Return all the lines below in which the string "encoding" appears.

*** MATERIAL FOR THIS EXERCISE Section Begins ***

//! Cipher
//!
//! scrypt key derivation + AES-256-CBC with a fresh IV per call.

use std::fmt;

use aes::cipher::block_padding::Pkcs7;
use aes::cipher::{BlockDecryptMut, BlockEncryptMut, KeyIvInit};
use rand::RngCore;
use zeroize::Zeroizing;

use crate::error::{JsonDbError, Result};

type Aes256CbcEnc = cbc::Encryptor<aes::Aes256>;
type Aes256CbcDec = cbc::Decryptor<aes::Aes256>;

/// Size of the derived AES-256 key in bytes
pub const KEY_SIZE: usize = 32;

/// Size of the CBC initialization vector in bytes
pub const IV_SIZE: usize = 16;

/// Separates the ciphertext and IV components of a blob
pub const BLOB_DELIMITER: char = '|';

/// scrypt cost parameters
///
/// Defaults are N = 2^14, r = 8, p = 1.
#[derive(Debug, Clone, Copy, PartialEq, Eq)]
pub struct KdfParams {
    /// log2 of the CPU/memory cost N
    pub log_n: u8,

    /// Block size
    pub r: u32,

    /// Parallelization
    pub p: u32,
}

impl Default for KdfParams {
    fn default() -> Self {
        Self {
            log_n: 14,
            r: 8,
            p: 1,
        }
    }
}

/// Symmetric cipher keyed by a password-derived key
///
/// Stateless apart from the key; safe to share across threads.
pub struct Cipher {
    key: Zeroizing<[u8; KEY_SIZE]>,
}

impl Cipher {
    /// Derive a key from `password` and `salt`
    pub fn new(password: &[u8], salt: &[u8], params: KdfParams) -> Result<Self> {
        let scrypt_params = scrypt::Params::new(params.log_n, params.r, params.p, KEY_SIZE)
            .map_err(|e| JsonDbError::Crypto(format!("invalid scrypt parameters: {}", e)))?;

        let mut key = Zeroizing::new([0u8; KEY_SIZE]);
        scrypt::scrypt(password, salt, &scrypt_params, key.as_mut_slice())
            .map_err(|e| JsonDbError::Crypto(format!("key derivation failed: {}", e)))?;

        Ok(Self { key })
    }

    /// Encrypt `plaintext` into a `<hex-ciphertext>|<hex-iv>` blob
    pub fn encrypt(&self, plaintext: &[u8]) -> Result<String> {
        let mut iv = [0u8; IV_SIZE];
        rand::thread_rng().fill_bytes(&mut iv);

        let encryptor = Aes256CbcEnc::new_from_slices(self.key.as_slice(), &iv)
            .map_err(|e| JsonDbError::Crypto(format!("cipher init failed: {}", e)))?;
        let ciphertext = encryptor.encrypt_padded_vec_mut::<Pkcs7>(plaintext);

        Ok(format!(
            "{}{}{}",
            hex::encode(ciphertext),
            BLOB_DELIMITER,
            hex::encode(iv)
        ))
    }

    /// Decrypt a blob produced by [`encrypt`](Self::encrypt)
    pub fn decrypt(&self, blob: &str) -> Result<Vec<u8>> {
        let (ciphertext_hex, iv_hex) = match blob.trim_end().split_once(BLOB_DELIMITER) {
            Some((ct, iv)) if !iv.is_empty() => (ct, iv),
            _ => return Err(JsonDbError::Crypto("an iv is required".to_string())),
        };

        let iv = hex::decode(iv_hex)
            .map_err(|e| JsonDbError::Crypto(format!("invalid iv encoding: {}", e)))?;
        if iv.len() != IV_SIZE {
            return Err(JsonDbError::Crypto(format!(
                "invalid iv length: expected {} bytes, got {}",
                IV_SIZE,
                iv.len()
            )));
        }

        let ciphertext = hex::decode(ciphertext_hex)
            .map_err(|e| JsonDbError::Crypto(format!("invalid ciphertext encoding: {}", e)))?;

        let decryptor = Aes256CbcDec::new_from_slices(self.key.as_slice(), &iv)
            .map_err(|e| JsonDbError::Crypto(format!("cipher init failed: {}", e)))?;

        decryptor
            .decrypt_padded_vec_mut::<Pkcs7>(&ciphertext)
            .map_err(|_| JsonDbError::Crypto("decryption failed: bad padding".to_string()))
    }

    /// Encrypt a UTF-8 string
    pub fn encrypt_str(&self, plaintext: &str) -> Result<String> {
        self.encrypt(plaintext.as_bytes())
    }

    /// Decrypt a blob whose plaintext is UTF-8
    pub fn decrypt_str(&self, blob: &str) -> Result<String> {
        let bytes = self.decrypt(blob)?;
        String::from_utf8(bytes)
            .map_err(|e| JsonDbError::Crypto(format!("plaintext is not UTF-8: {}", e)))
    }
}

impl fmt::Debug for Cipher {
    fn fmt(&self, f: &mut fmt::Formatter<'_>) -> fmt::Result {
        f.debug_struct("Cipher")
            .field("key", &"[REDACTED]")
            .finish()
    }
}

*** MATERIAL FOR THIS EXERCISE Section Ends ***

- RESPONSE AREA
            .map_err(|e| JsonDbError::Crypto(format!("invalid iv encoding: {}", e)))?;
            .map_err(|e| JsonDbError::Crypto(format!("invalid ciphertext encoding: {}", e)))?;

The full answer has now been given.